After serving as onscreen host in the introduction (where a pasties-clad cutie walks the camera up to his barstool), Henenlotter hands things off to David F. Friedman, who produced and promoted innumerable exploitation films. Friedman died in 2011, and this footage appears to have been shot not long before — the old huckster seems physically ill at ease, but takes visible pleasure in recounting the path movies took from pre-Hays Code naughtiness through the libertine ’60s. We see simple nudie arcade reels; watch morality plays whose preaching about premarital sex was a thin excuse to enact horny melodrama; and watch the first generation of “anthropological” films about nudist camps whose happy inhabitants were suspiciously young and firm of flesh.

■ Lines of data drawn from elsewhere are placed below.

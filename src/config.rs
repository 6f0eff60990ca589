//! Server configuration

use std::time::Duration;

use crate::codec::DEFAULT_MAX_PAYLOAD;

/// Listening host; only the port is configurable
pub const DEFAULT_HOST: &str = "0.0.0.0";

/// Channel buffer size for server commands
pub const DEFAULT_COMMAND_BUFFER: usize = 256;

/// Per-session outbound queue depth, in messages
pub const DEFAULT_OUTBOUND_BUFFER: usize = 256;

/// Interval between sweeps of closing sessions
pub const DEFAULT_SWEEP_INTERVAL: Duration = Duration::from_secs(1);

/// How long a closing connection may spend flushing queued replies
pub const DEFAULT_FLUSH_TIMEOUT: Duration = Duration::from_secs(5);

/// Runtime settings shared by the listener, the server task and each connection
#[derive(Debug, Clone)]
pub struct ServerConfig {
    pub port: u16,
    pub command_buffer: usize,
    pub outbound_buffer: usize,
    pub sweep_interval: Duration,
    pub flush_timeout: Duration,
    /// Largest payload a frame header may declare
    pub max_payload_len: usize,
}

impl ServerConfig {
    pub fn new(port: u16) -> Self {
        Self {
            port,
            ..Self::default()
        }
    }

    /// Address to bind the listener to
    pub fn bind_addr(&self) -> String {
        format!("{}:{}", DEFAULT_HOST, self.port)
    }
}

impl Default for ServerConfig {
    fn default() -> Self {
        Self {
            port: 0,
            command_buffer: DEFAULT_COMMAND_BUFFER,
            outbound_buffer: DEFAULT_OUTBOUND_BUFFER,
            sweep_interval: DEFAULT_SWEEP_INTERVAL,
            flush_timeout: DEFAULT_FLUSH_TIMEOUT,
            max_payload_len: DEFAULT_MAX_PAYLOAD,
        }
    }
}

World War II ushered in an era when “suddenly, dirty movies weren’t fun”: Glimpses of naked bodies had to be accompanied by clinical footage of live childbirth or venereal disease. But when a judge declared that simple nudity on camera wasn’t obscene in itself, the heyday of 42nd Street and similar skin-friendly districts began.
Friedman and Henenlotter were major players in the career of Mike Vraney’s Something Weird Video, the home-vid company that for two decades has rescued disreputable cinema from the dustbin. With Vraney as producer, they’re happy to offer generous clips from obscure titles and to highlight odd trends like the faux-ethnographic films in which topless brown- and black-skinned women might be slain by machete-wielding men or the object of simian lust.
The movie touches on the better-known filmmakers who made careers out of often comic, sometimes bizarre scenarios — Russ Meyer, Doris Wishman — and it sketches out the effect these bastard films had on the general film industry: “There’s many a theater I have saved from becoming a parking lot,” says Friedman, recalling movie palaces that might’ve been killed by television if not for an influx of raincoat-wearing patrons. (Friedman also claims that the sex hygiene film Mom and Dad “took in over $60 million,” no small sum in 1945 for a film costing around 60 grand.)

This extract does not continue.